(515bs) Role Of Mechanical Environment On Chemokine Signaling In Lymphocyte Homing

Dendritic cells (DCs) are potent antigen-presenting cells that play a vital role in both immunity and tolerance. Upon antigen uptake in peripheral tissues, they traffic into lymphatic vessels that transport them to regional lymph nodes where they deliver appropriate signals to T-cells to drive their proliferation and differentiation. Upregulation of the chemokine receptor CCR7 is critical for this trafficking, but the extent to which paracrine or autocrine signaling mechanisms underlie this process is unknown, since both DCs and lymphatic endothelium secrete CCR7 ligands.
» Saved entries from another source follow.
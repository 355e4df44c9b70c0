use super::{ProcessBackend, READINESS_MARKER};
use crate::config::{ControllerKind, ServerConfig};
use crate::error::{Error, Result};
use crate::process::{
    ChildProcessRegistry, CommandRunner, Invocation, ProcessHandle, SpawnOptions,
    TerminationSignal,
};
use async_trait::async_trait;
use futures::future::join_all;
use std::sync::{Arc, Mutex};

/// Runs the server as a plain `node <entry>` child of fox.
///
/// The server lives only as long as this fox process; stop works on the
/// servers started by this backend instance.
pub struct NodeBackend {
    registry: ChildProcessRegistry,
    runner: Arc<dyn CommandRunner>,
    program: String,
    leading_args: Vec<String>,
    started: Mutex<Vec<ProcessHandle>>,
}

impl NodeBackend {
    pub fn new(registry: ChildProcessRegistry, runner: Arc<dyn CommandRunner>) -> Self {
        Self {
            registry,
            runner,
            program: "node".to_string(),
            leading_args: Vec::new(),
            started: Mutex::new(Vec::new()),
        }
    }

    /// Runs servers with `program`, passing `leading_args` before the entry
    /// point, instead of `node`.
    pub fn with_program<I, S>(mut self, program: impl Into<String>, leading_args: I) -> Self
    where
        I: IntoIterator<Item = S>,
        S: Into<String>,
    {
        self.program = program.into();
        self.leading_args = leading_args.into_iter().map(Into::into).collect();
        self
    }

    fn take_running(&self) -> Vec<ProcessHandle> {
        let mut started = self
            .started
            .lock()
            .unwrap_or_else(|poisoned| poisoned.into_inner());
        started.retain(|h| !h.is_closed());
        std::mem::take(&mut *started)
    }
}

#[async_trait]
impl ProcessBackend for NodeBackend {
    fn kind(&self) -> ControllerKind {
        ControllerKind::Node
    }

    async fn ensure_prerequisites(&self) -> Result<()> {
        let invocation = Invocation::new("node", ["--version"]);
        let output = self.runner.run(&invocation).await?.check(&invocation)?;
        tracing::debug!(version = %output.stdout.trim(), "Found node");
        Ok(())
    }

    #[tracing::instrument(skip(self, config), fields(server_name = %config.name))]
    async fn start(&self, config: &ServerConfig) -> Result<()> {
        let options = SpawnOptions::new(&self.program)
            .args(self.leading_args.iter().cloned())
            .arg(config.path.to_string_lossy())
            .envs(config.process_env())
            .cwd(config.project_dir())
            .capture(true)
            .echo(true);

        let handle = self.registry.spawn(options)?;
        self.started
            .lock()
            .unwrap_or_else(|poisoned| poisoned.into_inner())
            .push(handle.clone());

        tracing::info!(pid = handle.pid(), "Waiting for node server to listen");
        handle.wait_for_output(READINESS_MARKER).await?;
        tracing::info!(pid = handle.pid(), "Node server is listening");
        Ok(())
    }

    #[tracing::instrument(skip(self, config), fields(server_name = %config.name))]
    async fn stop(&self, config: &ServerConfig) -> Result<()> {
        let running = self.take_running();
        if running.is_empty() {
            tracing::warn!("No node server started by this process");
            return Err(Error::NotRunning);
        }

        for handle in &running {
            if let Err(e) = self.registry.signal(handle, TerminationSignal::Interrupt) {
                tracing::warn!(pid = handle.pid(), error = %e, "Failed to interrupt node server");
            }
        }
        join_all(running.iter().map(|h| h.wait_closed())).await;
        tracing::info!("Node server stopped");
        Ok(())
    }
}
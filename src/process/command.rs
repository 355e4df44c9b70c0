//! Running tool subcommands (`npm`, `pm2`, `node`) to completion.

use crate::error::{Error, Result};
use crate::process::registry::{ChildProcessRegistry, SpawnOptions};
use async_trait::async_trait;
use std::fmt;
use std::path::PathBuf;

/// One tool command line.
#[derive(Debug, Clone, PartialEq, Eq)]
pub struct Invocation {
    /// Executable
    pub program: String,
    /// Arguments, order-sensitive
    pub args: Vec<String>,
    /// Extra environment variables
    pub env: Vec<(String, String)>,
    /// Working directory
    pub cwd: Option<PathBuf>,
    /// Echo output to the terminal while it runs
    pub stream: bool,
    /// Keep output for the returned [`CommandOutput`]. When off the command
    /// writes straight to our stdout and stderr.
    pub capture: bool,
}

impl Invocation {
    pub fn new<I, S>(program: impl Into<String>, args: I) -> Self
    where
        I: IntoIterator<Item = S>,
        S: Into<String>,
    {
        Self {
            program: program.into(),
            args: args.into_iter().map(Into::into).collect(),
            env: Vec::new(),
            cwd: None,
            stream: false,
            capture: true,
        }
    }

    pub fn with_env(mut self, env: Vec<(String, String)>) -> Self {
        self.env = env;
        self
    }

    pub fn in_dir(mut self, dir: impl Into<PathBuf>) -> Self {
        self.cwd = Some(dir.into());
        self
    }

    pub fn streaming(mut self) -> Self {
        self.stream = true;
        self
    }

    /// Inherits the terminal instead of capturing, for commands that follow
    /// output until interrupted.
    pub fn passthrough(mut self) -> Self {
        self.stream = true;
        self.capture = false;
        self
    }

    /// True when program and arguments equal the given ones exactly.
    pub fn is(&self, program: &str, args: &[&str]) -> bool {
        self.program == program && self.args.iter().map(String::as_str).eq(args.iter().copied())
    }
}

impl fmt::Display for Invocation {
    fn fmt(&self, f: &mut fmt::Formatter<'_>) -> fmt::Result {
        write!(f, "{}", self.program)?;
        for arg in &self.args {
            write!(f, " {}", arg)?;
        }
        Ok(())
    }
}

/// What a finished command produced.
#[derive(Debug, Clone, Default, PartialEq, Eq)]
pub struct CommandOutput {
    /// Exit code, `None` if killed by a signal
    pub code: Option<i32>,
    pub stdout: String,
    pub stderr: String,
}

impl CommandOutput {
    /// Successful output with the given stdout.
    pub fn ok(stdout: impl Into<String>) -> Self {
        Self {
            code: Some(0),
            stdout: stdout.into(),
            stderr: String::new(),
        }
    }

    /// Failed output with the given code and stderr.
    pub fn failed(code: i32, stderr: impl Into<String>) -> Self {
        Self {
            code: Some(code),
            stdout: String::new(),
            stderr: stderr.into(),
        }
    }

    pub fn success(&self) -> bool {
        self.code == Some(0)
    }

    /// Turns a non-zero exit into [`Error::Process`].
    pub fn check(self, invocation: &Invocation) -> Result<Self> {
        if self.success() {
            return Ok(self);
        }
        let status = self
            .code
            .map(|c| format!("status {}", c))
            .unwrap_or_else(|| "a signal".to_string());
        let detail = self.stderr.trim();
        Err(Error::Process(if detail.is_empty() {
            format!("`{}` exited with {}", invocation, status)
        } else {
            format!("`{}` exited with {}: {}", invocation, status, detail)
        }))
    }
}

/// Runs a command to completion.
///
/// The seam between backends and the operating system: tests substitute a
/// mock and assert on the exact command lines.
#[async_trait]
pub trait CommandRunner: Send + Sync {
    /// Run `invocation` and wait for it to exit.
    async fn run(&self, invocation: &Invocation) -> Result<CommandOutput>;
}

/// Runs commands as registered children of a [`ChildProcessRegistry`], so an
/// interrupt reaches them too.
#[derive(Clone)]
pub struct RegistryCommandRunner {
    registry: ChildProcessRegistry,
}

impl RegistryCommandRunner {
    pub fn new(registry: ChildProcessRegistry) -> Self {
        Self { registry }
    }
}

#[async_trait]
impl CommandRunner for RegistryCommandRunner {
    #[tracing::instrument(skip(self), fields(command = %invocation))]
    async fn run(&self, invocation: &Invocation) -> Result<CommandOutput> {
        let mut options = SpawnOptions::new(&invocation.program)
            .args(invocation.args.iter().cloned())
            .envs(invocation.env.iter().cloned())
            .capture(invocation.capture)
            .echo(invocation.stream);
        if let Some(dir) = &invocation.cwd {
            options = options.cwd(dir);
        }

        let handle = self.registry.spawn(options)?;
        let exit = handle.wait_closed().await;
        tracing::debug!(code = ?exit.code, "Command finished");

        Ok(CommandOutput {
            code: exit.code,
            stdout: handle.stdout(),
            stderr: handle.stderr(),
        })
    }
}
There exists small interstitial flows into lymphatics, and we demonstrate how this flow can be utilized to amplify directed chemokine gradients to lead DCs towards the lymphatic, specifically by creating autologous transcellular gradients of CCR7 ligands that drive chemotaxis in the flow direction. In an in vitro 3D model of cell migration under static conditions, lymphatic endothelium induced CCR7-dependent chemotaxis of mature mouse and human DCs. However, in the presence of interstitial flow, robust increases in CCR7-dependent directional migration occurred in a manner that was lymphatic endothelium-independent. Computational modeling estimated that small transcellular gradients of CCR7 ligand were created under flow to drive this response, and also showed that paracrine signaling (from the lymphatics) and autocrine signaling (from DCs) could be synergistic under flow. This work illustrates how activated DCs may be guided toward functional draining lymphatics to inititate an immune response.